I would like to close by clearing up a few misconceptions and also correcting a couple of errors. First, I REALLY am not angry with Linus. HONEST. He's not angry with me either. I am not some kind of "sore loser" who feels he has been eclipsed by Linus. MINIX was only a kind of fun hobby for me. I am a professor. I teach and do research and write books and go to conferences and do things professors do. I like my job and my students and my university. ... I wrote MINIX because I wanted my students to have hands-on experience playing with an operating system. After AT&T forbade teaching from John Lions' book, I decided to write a UNIX-like system for my students to play with. ... I was not trying to replace GNU/HURD or Berkeley UNIX. Heaven knows, I have said this enough times. I just wanted to show my students and other students how you could write a UNIX-like system using modern technology. A lot of other people wanted a free production UNIX with lots of bells and whistles and wanted to convert MINIX into that. I was dragged along in the maelstrom for a while, but when Linux came along, I was actually relieved that I could go back to professoring. ... Linus seems to be doing excellent work and I wish him much success in the future.

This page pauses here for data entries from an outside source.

// tests/cook.rs

//! Build, install and package workflow tests against stand-in compilers.

mod common;

use common::{files_under, kitchen, loggerd_source, mode_of, toolchain};
use flate2::read::GzDecoder;
use pkgcook::recipe::kitchen::{PackageManifest, MANIFEST_FILE};
use pkgcook::{Descriptor, Error, Kitchen, KitchenConfig};
use std::fs;
use std::io::Read;
use std::os::unix::fs::PermissionsExt;
use std::path::Path;

fn installed_binary(root: &Path) -> std::path::PathBuf {
    root.join("dest/usr/local/bin/loggerd")
}

#[test]
fn test_cook_installs_exactly_one_executable() {
    let dir = tempfile::tempdir().unwrap();
    let recipe = Descriptor::loggerd(loggerd_source(dir.path()));
    let kitchen = kitchen(dir.path(), &toolchain().working);

    let result = kitchen.cook(&recipe).unwrap();

    let binary = installed_binary(dir.path());
    assert_eq!(result.installed, vec![binary.clone()]);
    assert_eq!(files_under(&dir.path().join("dest")), vec![binary.clone()]);
    assert_eq!(mode_of(&binary), 0o755);
    assert!(result.warnings.is_empty());
    assert!(result.build_dir.is_none());
}

#[test]
fn test_cook_passes_fixed_flags() {
    let dir = tempfile::tempdir().unwrap();
    let recipe = Descriptor::loggerd(loggerd_source(dir.path()));
    let kitchen = kitchen(dir.path(), &toolchain().working);

    let result = kitchen.cook(&recipe).unwrap();

    let content = fs::read_to_string(installed_binary(dir.path())).unwrap();
    assert!(content.contains("built with: -O -inline -release loggerd.d"));
    assert!(result.log.contains("dmd -O -inline -release loggerd.d"));
}

#[test]
fn test_cook_leaves_source_tree_untouched() {
    let dir = tempfile::tempdir().unwrap();
    let src = loggerd_source(dir.path());
    let recipe = Descriptor::loggerd(&src);

    kitchen(dir.path(), &toolchain().working).cook(&recipe).unwrap();

    // The artifact is produced in the build directory, not the source tree
    assert_eq!(files_under(&src), vec![src.join("loggerd.d")]);
}

#[test]
fn test_missing_source_file_fails_build_and_skips_install() {
    let dir = tempfile::tempdir().unwrap();
    let src = dir.path().join("src");
    fs::create_dir_all(&src).unwrap();
    let recipe = Descriptor::loggerd(&src);

    let err = kitchen(dir.path(), &toolchain().working).cook(&recipe).unwrap_err();

    assert!(err.is_compile_failure());
    assert!(err.to_string().contains("module loggerd.d not found"));
    assert!(files_under(&dir.path().join("dest")).is_empty());
    assert!(!dir.path().join("out").exists());
}

#[test]
fn test_missing_source_tree() {
    let dir = tempfile::tempdir().unwrap();
    let recipe = Descriptor::loggerd(dir.path().join("does-not-exist"));

    let err = kitchen(dir.path(), &toolchain().working).cook(&recipe).unwrap_err();

    assert!(matches!(err, Error::SourceNotFound(_)));
    assert!(!dir.path().join("dest").exists());
}

#[test]
fn test_missing_compiler_is_compile_failure() {
    let dir = tempfile::tempdir().unwrap();
    let recipe = Descriptor::loggerd(loggerd_source(dir.path()));

    let err = kitchen(dir.path(), &toolchain().empty).cook(&recipe).unwrap_err();

    match err {
        Error::CompileFailure { command, status, .. } => {
            assert_eq!(command, "dmd -O -inline -release loggerd.d");
            assert_eq!(status, "not found");
        }
        other => panic!("expected compile failure, got {other}"),
    }
    assert!(!dir.path().join("dest").exists());
}

#[test]
fn test_compiler_diagnostics_are_verbatim() {
    let dir = tempfile::tempdir().unwrap();
    let recipe = Descriptor::loggerd(loggerd_source(dir.path()));

    let err = kitchen(dir.path(), &toolchain().broken).cook(&recipe).unwrap_err();

    match &err {
        Error::CompileFailure { stderr, .. } => {
            assert_eq!(stderr, "loggerd.d(3): Error: undefined identifier `oops`\n");
        }
        other => panic!("expected compile failure, got {other}"),
    }
    assert!(err.to_string().contains("undefined identifier `oops`"));
    assert!(!dir.path().join("dest").exists());
}

#[test]
fn test_compiler_diagnostics_on_stdout_are_kept() {
    let dir = tempfile::tempdir().unwrap();
    let recipe = Descriptor::loggerd(loggerd_source(dir.path()));

    let err = kitchen(dir.path(), &toolchain().chatty).cook(&recipe).unwrap_err();

    match &err {
        Error::CompileFailure { stdout, .. } => {
            assert_eq!(stdout, "loggerd.d(1): Error: boom\n");
        }
        other => panic!("expected compile failure, got {other}"),
    }
    assert!(err.to_string().contains("loggerd.d(1): Error: boom"));
    assert!(!dir.path().join("dest").exists());
}

#[test]
fn test_compiler_without_artifact_fails() {
    let dir = tempfile::tempdir().unwrap();
    let recipe = Descriptor::loggerd(loggerd_source(dir.path()));

    let err = kitchen(dir.path(), &toolchain().silent).cook(&recipe).unwrap_err();

    assert!(err.is_compile_failure());
    assert!(err.to_string().contains("was not produced"));
    assert!(!dir.path().join("dest").exists());
}

#[test]
fn test_blocked_destination_fails_install_without_partial_file() {
    let dir = tempfile::tempdir().unwrap();
    let recipe = Descriptor::loggerd(loggerd_source(dir.path()));

    // A regular file where the bin directory should be
    let local = dir.path().join("dest/usr/local");
    fs::create_dir_all(&local).unwrap();
    fs::write(local.join("bin"), b"not a directory").unwrap();

    let err = kitchen(dir.path(), &toolchain().working).cook(&recipe).unwrap_err();

    assert!(err.is_install_failure());
    assert_eq!(files_under(&dir.path().join("dest")), vec![local.join("bin")]);
    assert_eq!(fs::read(local.join("bin")).unwrap(), b"not a directory");
    assert!(!dir.path().join("out").exists());
}

#[test]
fn test_unreplaceable_destination_fails_install_without_partial_file() {
    let dir = tempfile::tempdir().unwrap();
    let recipe = Descriptor::loggerd(loggerd_source(dir.path()));

    // A non-empty directory at the target path; the final rename cannot replace it
    let bin = dir.path().join("dest/usr/local/bin");
    let occupied = bin.join("loggerd");
    fs::create_dir_all(&occupied).unwrap();
    fs::write(occupied.join("keep"), b"occupied").unwrap();

    let err = kitchen(dir.path(), &toolchain().working).cook(&recipe).unwrap_err();

    assert!(err.is_install_failure());
    let names: Vec<_> = fs::read_dir(&bin)
        .unwrap()
        .map(|e| e.unwrap().file_name())
        .collect();
    assert_eq!(names, vec!["loggerd"]);
    assert_eq!(files_under(&occupied), vec![occupied.join("keep")]);
    assert_eq!(fs::read(occupied.join("keep")).unwrap(), b"occupied");
    assert!(!dir.path().join("out").exists());
}

#[test]
fn test_read_only_destination_fails_install_without_partial_file() {
    let dir = tempfile::tempdir().unwrap();
    let recipe = Descriptor::loggerd(loggerd_source(dir.path()));

    let bin = dir.path().join("dest/usr/local/bin");
    fs::create_dir_all(&bin).unwrap();
    fs::set_permissions(&bin, fs::Permissions::from_mode(0o555)).unwrap();

    // Permission bits do not stop root
    let marker = bin.join(".write-test");
    if fs::write(&marker, b"").is_ok() {
        fs::remove_file(&marker).unwrap();
        eprintln!("Skipping read-only destination test: running with elevated privileges");
        return;
    }

    let err = kitchen(dir.path(), &toolchain().working).cook(&recipe).unwrap_err();

    assert!(err.is_install_failure());
    assert_eq!(fs::read_dir(&bin).unwrap().count(), 0);

    fs::set_permissions(&bin, fs::Permissions::from_mode(0o755)).unwrap();
}

#[test]
fn test_rerun_is_idempotent() {
    let dir = tempfile::tempdir().unwrap();
    let recipe = Descriptor::loggerd(loggerd_source(dir.path()));
    let kitchen = kitchen(dir.path(), &toolchain().working);

    let first = kitchen.cook(&recipe).unwrap();
    let first_binary = fs::read(installed_binary(dir.path())).unwrap();
    let first_package = fs::read(first.package_path.as_ref().unwrap()).unwrap();

    let second = kitchen.cook(&recipe).unwrap();
    assert_eq!(first.package_path, second.package_path);
    assert_eq!(fs::read(installed_binary(dir.path())).unwrap(), first_binary);
    assert_eq!(fs::read(second.package_path.as_ref().unwrap()).unwrap(), first_package);
    assert_eq!(
        files_under(&dir.path().join("dest")),
        vec![installed_binary(dir.path())]
    );
    assert_eq!(files_under(&dir.path().join("out")).len(), 1);
}

#[test]
fn test_package_leaves_out_stale_staged_files() {
    let dir = tempfile::tempdir().unwrap();
    let recipe = Descriptor::loggerd(loggerd_source(dir.path()));

    let bin = dir.path().join("dest/usr/local/bin");
    fs::create_dir_all(&bin).unwrap();
    fs::write(bin.join("oldtool"), b"from an earlier run").unwrap();

    let result = kitchen(dir.path(), &toolchain().working).cook(&recipe).unwrap();
    assert_eq!(result.installed, vec![installed_binary(dir.path())]);

    let package = result.package_path.unwrap();
    let mut archive = tar::Archive::new(GzDecoder::new(fs::File::open(&package).unwrap()));
    let mut manifest = None;
    let mut paths = Vec::new();
    for entry in archive.entries().unwrap() {
        let mut entry = entry.unwrap();
        let path = entry
            .path()
            .unwrap()
            .to_string_lossy()
            .trim_end_matches('/')
            .to_string();
        if path == MANIFEST_FILE {
            let mut content = String::new();
            entry.read_to_string(&mut content).unwrap();
            manifest = Some(PackageManifest::from_toml(&content).unwrap());
        }
        paths.push(path);
    }

    assert_eq!(
        paths,
        vec![
            MANIFEST_FILE,
            "usr",
            "usr/local",
            "usr/local/bin",
            "usr/local/bin/loggerd",
        ]
    );
    let manifest = manifest.expect("package has a manifest");
    let files: Vec<_> = manifest.files.iter().map(|f| f.path.as_str()).collect();
    assert_eq!(files, vec!["/usr/local/bin/loggerd"]);

    // The staging root itself is left alone
    assert_eq!(fs::read(bin.join("oldtool")).unwrap(), b"from an earlier run");
}

#[test]
fn test_package_contents() {
    let dir = tempfile::tempdir().unwrap();
    let recipe = Descriptor::loggerd(loggerd_source(dir.path()));

    let result = kitchen(dir.path(), &toolchain().working).cook(&recipe).unwrap();

    let package = result.package_path.unwrap();
    assert_eq!(package, dir.path().join("out/loggerd-1.0.0-1.tar.gz"));

    let mut archive = tar::Archive::new(GzDecoder::new(fs::File::open(&package).unwrap()));
    let mut manifest = None;
    let mut paths = Vec::new();
    for entry in archive.entries().unwrap() {
        let mut entry = entry.unwrap();
        let path = entry.path().unwrap().to_string_lossy().into_owned();
        if path == MANIFEST_FILE {
            let mut content = String::new();
            entry.read_to_string(&mut content).unwrap();
            manifest = Some(PackageManifest::from_toml(&content).unwrap());
        }
        paths.push(path);
    }

    assert!(paths.contains(&"usr/local/bin/loggerd".to_string()));

    let manifest = manifest.expect("package has a manifest");
    assert_eq!(manifest.package.name, "loggerd");
    assert_eq!(manifest.package.version, "1.0.0");
    assert_eq!(manifest.package.revision, "1");
    assert_eq!(
        manifest.package.homepage.as_deref(),
        Some("https://github.com/codekitchen/loggerd")
    );
    assert_eq!(manifest.files.len(), 1);
    assert_eq!(manifest.files[0].path, "/usr/local/bin/loggerd");
    assert_eq!(manifest.files[0].mode, 0o755);
    assert_eq!(
        manifest.files[0].sha256,
        pkgcook::hash::sha256_file(&installed_binary(dir.path())).unwrap()
    );
}

#[test]
fn test_cook_without_package() {
    let dir = tempfile::tempdir().unwrap();
    let recipe = Descriptor::loggerd(loggerd_source(dir.path()));
    let kitchen = Kitchen::new(
        KitchenConfig::new(dir.path().join("dest"), dir.path().join("out"))
            .with_search_path(&toolchain().working)
            .without_package(),
    );

    let result = kitchen.cook(&recipe).unwrap();

    assert!(result.package_path.is_none());
    assert!(installed_binary(dir.path()).is_file());
    assert!(!dir.path().join("out").exists());
}

#[test]
fn test_split_build_then_install() {
    let dir = tempfile::tempdir().unwrap();
    let recipe = Descriptor::loggerd(loggerd_source(dir.path()));
    let mut config = KitchenConfig::new(dir.path().join("dest"), dir.path().join("out"))
        .with_search_path(&toolchain().working)
        .without_package();
    config.build_root = Some(dir.path().join("build"));
    let kitchen = Kitchen::new(config);

    let build_dir = kitchen.build(&recipe).unwrap();
    assert!(build_dir.starts_with(dir.path().join("build")));
    assert!(build_dir.join("source/loggerd").is_file());
    assert!(!dir.path().join("dest").exists());

    let result = kitchen.install(&recipe, &build_dir).unwrap();
    assert_eq!(result.installed, vec![installed_binary(dir.path())]);
    assert_eq!(mode_of(&installed_binary(dir.path())), 0o755);
}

While writing MINIX was fun, I don't really regard it as the most important thing I have ever done. It was more of a distraction than anything else. The most important thing I have done is produce a number of incredibly good students, especially Ph.D. students. See my home page for the list. They have done great things. I am as proud as a mother hen. To the extent that Linus can be counted as my student, I'm proud of him, too. Professors like it when their students go on to greater glory.

===Continued dialogue===
This subject was revisited in 2006 after Tanenbaum wrote a cover story for Computer magazine titled "Can We Make Operating Systems Reliable and Secure?".
While Tanenbaum himself has mentioned that he did not write the article to renew the debate on kernel design,
the juxtaposition of the article and an archived copy of the 1992 debate on the technology site Slashdot caused the subject to be rekindled.
Torvalds posted a rebuttal of Tanenbaum's arguments via an online discussion forum,
and several technology news sites began reporting the issue.
This prompted Jonathan S. Shapiro (primary developer of the EROS microkernel) to respond that most of the field-proven reliable and secure computer systems use a more microkernel-like approach.

=== Intel Management Engine revelations ===
In 2017, it was revealed that Intel was running MINIX inside the Management Engine, a separate processor incorporated in Intel processor chipsets since 2008. As a response to this, Tanenbaum wrote an open letter to Intel claiming MINIX to be "the most widely used computer operating system in the world".